I'm using Property Graph and Cypher from Neo4j. As described in the title, I'm trying to delete a number of nodes which can be reached from another node without passing other nodes and only have 1 incoming relationship. Here is the example of this case:
Each node has its label (big, bold character) and a property called nodeId
, which is unique among nodes. The labels of relationships are omitted because we cannot rely on it for some reasons. The nodeId
property is already indexed with a unique constraint.

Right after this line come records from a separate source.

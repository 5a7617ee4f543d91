pub mod check;
pub mod due_gate;
pub mod engine;
pub mod focus;
pub mod header;
pub mod propagate;
pub mod query;
pub mod resolve;

pub use check::{Diagnostics, StructuralError, TagWarning, check_snapshot};
pub use engine::{LabelPlan, compute_label_operations, compute_label_operations_at};
pub use focus::{focus_candidates, reconcile_focus};
pub use resolve::{Resolved, resolve_hierarchy};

Now, starting from node A {nodeId: 1}
, I want to delete it and all other nodes which:
- can be reached from
A {nodeId: 1}
without passing another A-label node. - only has 1 incoming relationship
So, the nodes will be deleted are: A {nodeId: 1}
, B {nodeId: 3}
, C {nodeId: 4}
, and C {nodeId: 8}
.
Below is my Cypher code:
MATCH p = (s:A {nodeId: 1 }) -[*1..10]-> (e)
WHERE NONE (x in NODES(p) WHERE x:A AND NOT x.nodeId = 1)
WITH s, e
MATCH (e) <-[r]- ()
WITH count(r) AS num_r, s, e
WHERE num_r < 2
DETACH DELETE e
DETACH DELETE s
The code works fine but as my graph grows, it becomes slower and slower. In the beginning, it takes less than 10 ms. But now, when I have around 1 million of nodes and 2 million of relationships, it takes more than 1 second.
What should I do to improve the performance of that code?
Thank you for your help.